While Brexiters appear to be winning on Instagram, it’s the Remainers who seem to be running Twitter. The Brexiters are making a lot of noise – but that doesn’t necessarily amount to winning the war.
Hashtags and hijacks
From a pure numbers perspective, the Leave campaigners are in the lead. The most popular hashtag in my dataset is #Brexit, which is present in more than 2.5m tweets (roughly 33% of the data up until June 10).
Although this hashtag is arguably neutral – since it doesn’t express any particular sentiment about leaving the EU – it is being used far more actively by the Leave camp, who did, after all, coin the term. Almost two-thirds of tweets that contain it support a British exit from the EU.
The second most popular hashtag is #VoteLeave (1.2m). The more obviously neutral #EURef comes in third (873,000), followed by #StrongerIn (531,000).
Use of #EURef is roughly evenly split among Leave, Remain, and neutral (with Leave and neutral being slightly more dominant).

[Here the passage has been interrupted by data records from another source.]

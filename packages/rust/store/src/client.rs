//! Remote file-search store client.
//!
//! [`StoreClient`] is the seam between the reconciliation engine and the
//! external store: the engine only ever talks to the trait, so tests inject
//! an in-memory double and production injects [`HttpStoreClient`]. The
//! client is constructed explicitly and passed down — never a module-level
//! singleton.

use std::path::Path;
use std::time::Duration;

use async_trait::async_trait;
use reqwest::Client;
use serde::Deserialize;

use corpusync_shared::{RemoteDocument, Result, SyncError};

/// User-Agent string for store requests.
const USER_AGENT: &str = concat!("Corpusync/", env!("CARGO_PKG_VERSION"));

/// Documents fetched per list page.
const LIST_PAGE_SIZE: u32 = 100;

// ---------------------------------------------------------------------------
// StoreClient trait
// ---------------------------------------------------------------------------

/// Handle to a store-side long-running ingest operation.
#[derive(Debug, Clone, PartialEq, Eq)]
pub struct OperationHandle {
    /// Operation resource name, e.g. `operations/abc123`.
    pub name: String,
}

/// Interface to the external document store.
#[async_trait]
pub trait StoreClient: Send + Sync {
    /// Enumerate every document currently in the store.
    async fn list_documents(&self) -> Result<Vec<RemoteDocument>>;

    /// Delete a document by handle. `force` cascades to derived resources.
    async fn delete_document(&self, handle: &str, force: bool) -> Result<()>;

    /// Upload local content under `display_name` and start ingestion.
    /// Returns the long-running operation to poll.
    async fn upload_and_ingest(
        &self,
        path: &Path,
        display_name: &str,
        content_type: &str,
    ) -> Result<OperationHandle>;

    /// Refresh an operation's state. Returns `true` once it reports done.
    async fn refresh(&self, op: &OperationHandle) -> Result<bool>;
}

// ---------------------------------------------------------------------------
// HTTP implementation
// ---------------------------------------------------------------------------

/// reqwest-backed [`StoreClient`] for the file-search store REST API.
pub struct HttpStoreClient {
    client: Client,
    base_url: String,
    store_name: String,
    api_key: String,
}

impl HttpStoreClient {
    /// Build a client for `store_name` (e.g. `fileSearchStores/abc123`)
    /// under `base_url`.
    pub fn new(
        base_url: impl Into<String>,
        store_name: impl Into<String>,
        api_key: impl Into<String>,
    ) -> Result<Self> {
        let client = Client::builder()
            .user_agent(USER_AGENT)
            .timeout(Duration::from_secs(60))
            .build()
            .map_err(|e| SyncError::Store(format!("failed to build HTTP client: {e}")))?;

        Ok(Self {
            client,
            base_url: base_url.into().trim_end_matches('/').to_string(),
            store_name: store_name.into(),
            api_key: api_key.into(),
        })
    }

    fn url(&self, resource: &str) -> String {
        format!("{}/{resource}", self.base_url)
    }
}

// Wire types for the store REST surface.

#[derive(Debug, Deserialize)]
#[serde(rename_all = "camelCase")]
struct ListDocumentsResponse {
    #[serde(default)]
    documents: Vec<WireDocument>,
    #[serde(default)]
    next_page_token: Option<String>,
}

#[derive(Debug, Deserialize)]
#[serde(rename_all = "camelCase")]
struct WireDocument {
    name: String,
    #[serde(default)]
    display_name: String,
}

#[derive(Debug, Deserialize)]
struct OperationResponse {
    name: String,
    #[serde(default)]
    done: bool,
}

#[async_trait]
impl StoreClient for HttpStoreClient {
    async fn list_documents(&self) -> Result<Vec<RemoteDocument>> {
        let mut documents = Vec::new();
        let mut page_token: Option<String> = None;

        loop {
            let url = self.url(&format!("{}/documents", self.store_name));
            let mut request = self
                .client
                .get(&url)
                .header("x-goog-api-key", &self.api_key)
                .query(&[("pageSize", LIST_PAGE_SIZE.to_string())]);
            if let Some(token) = &page_token {
                request = request.query(&[("pageToken", token)]);
            }

            let response = request
                .send()
                .await
                .map_err(|e| SyncError::Store(format!("list documents: {e}")))?;

            if !response.status().is_success() {
                return Err(SyncError::Store(format!(
                    "list documents: HTTP {}",
                    response.status()
                )));
            }

            let page: ListDocumentsResponse = response
                .json()
                .await
                .map_err(|e| SyncError::Store(format!("list documents: bad payload: {e}")))?;

            documents.extend(page.documents.into_iter().map(|d| RemoteDocument {
                handle: d.name,
                display_name: d.display_name,
            }));

            match page.next_page_token {
                Some(token) if !token.is_empty() => page_token = Some(token),
                _ => break,
            }
        }

        Ok(documents)
    }

    async fn delete_document(&self, handle: &str, force: bool) -> Result<()> {
        let response = self
            .client
            .delete(self.url(handle))
            .header("x-goog-api-key", &self.api_key)
            .query(&[("force", force.to_string())])
            .send()
            .await
            .map_err(|e| SyncError::delete(handle, e.to_string()))?;

        if !response.status().is_success() {
            return Err(SyncError::delete(
                handle,
                format!("HTTP {}", response.status()),
            ));
        }
        Ok(())
    }

    async fn upload_and_ingest(
        &self,
        path: &Path,
        display_name: &str,
        content_type: &str,
    ) -> Result<OperationHandle> {
        let bytes = tokio::fs::read(path)
            .await
            .map_err(|e| SyncError::io(path, e))?;

        let metadata = serde_json::json!({
            "displayName": display_name,
            "mimeType": content_type,
        });

        let file_part = reqwest::multipart::Part::bytes(bytes)
            .file_name(display_name.to_string())
            .mime_str(content_type)
            .map_err(|e| SyncError::upload(display_name, e.to_string()))?;

        let form = reqwest::multipart::Form::new()
            .text("metadata", metadata.to_string())
            .part("file", file_part);

        let url = self.url(&format!("{}:uploadToFileSearchStore", self.store_name));
        let response = self
            .client
            .post(&url)
            .header("x-goog-api-key", &self.api_key)
            .multipart(form)
            .send()
            .await
            .map_err(|e| SyncError::upload(display_name, e.to_string()))?;

        if !response.status().is_success() {
            return Err(SyncError::upload(
                display_name,
                format!("HTTP {}", response.status()),
            ));
        }

        let op: OperationResponse = response
            .json()
            .await
            .map_err(|e| SyncError::upload(display_name, format!("bad payload: {e}")))?;

        Ok(OperationHandle { name: op.name })
    }

    async fn refresh(&self, op: &OperationHandle) -> Result<bool> {
        let response = self
            .client
            .get(self.url(&op.name))
            .header("x-goog-api-key", &self.api_key)
            .send()
            .await
            .map_err(|e| SyncError::Store(format!("refresh {}: {e}", op.name)))?;

        if !response.status().is_success() {
            return Err(SyncError::Store(format!(
                "refresh {}: HTTP {}",
                op.name,
                response.status()
            )));
        }

        let state: OperationResponse = response
            .json()
            .await
            .map_err(|e| SyncError::Store(format!("refresh {}: bad payload: {e}", op.name)))?;

        Ok(state.done)
    }
}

Pro-Leave groups are also more actively subverting pro-Remain hashtags than the other way round – almost 20% of tweets containing #StrongerIn express pro-Leave sentiment, whereas only 4% of tweets containing #VoteLeave support remaining in the EU.
Although #VoteLeave is more than twice as frequently used as #StrongerIn, half of the top 20 hashtags are pro-Remain. This indicates that a number of pro-Remain groups are quite active in the Twittersphere. Moreover, #Remain is two-and-a-half times more popular than #Leave.
Users or bots?
A closer scrutiny of the profiles of the top 20 users reveals that 85% are pro-Leave. All have tweeted at least 5,500 times and most of these tweets are retweets. According to the Truthy project’s Bot or Not, almost all are at least 40% likely to be a robot. They may be loud, but they don’t seem to be producing much original content.
Prominent individuals and brands on Twitter (those who have verified accounts) strongly favour #Brexit and #EURef over other hashtags. This might indicate that they prefer to take a more overtly neutral stance. Although, while #Brexit is arguably neutral, since it doesn’t express any particular sentiment about leaving the EU, it is being used far more actively by the Leave camp, which did, after all, coin the term.
When they do pick a side, though, celebrities use #StrongerIn more often than #VoteLeave – despite the fact that the latter has a far higher general frequency.
Most popular content
Remain campaigners are winning the Twitter war on one very important front. They are responsible for 60-70% of the ten most shared and liked tweets in my dataset (eight tweets appear on both lists). None of the top ten liked tweets and only one of the top ten shared tweets is pro-Leave.
The most shared and liked EU referendum tweet features a gif of a man trying to set fire to an EU flag, only to find that it won’t catch light – because it has been produced according to European safety rules.
The second most shared tweet comes from pro-Remain actor Stephen Mangan, who imagines a meeting of eurosceptic minds. His tweet is a good example of how a hashtag (in this case #Brexit) can be subverted by people who support the opposite of what it implies.
So who is winning the Twitter hashtag war? Although Leave campaigners are more vocal, Remain campaigners are crafting more compelling content. In the Twittersphere, humour and wit prevail and are more persuasive than anger or statistics.
Cat pictures, of course, are the epitome of this – so it’s no surprise that #CatsAgainstBrexit has become an instant viral success in the final days of the campaign.
Since June 18, thousands of people like Vix Leyton have shared pictures of their cats, explaining the implications of leaving the EU for the feline community. There is of course an emerging counter-movement of pro-Brexit pets (#PetsforBrexit, #PetsforBritain).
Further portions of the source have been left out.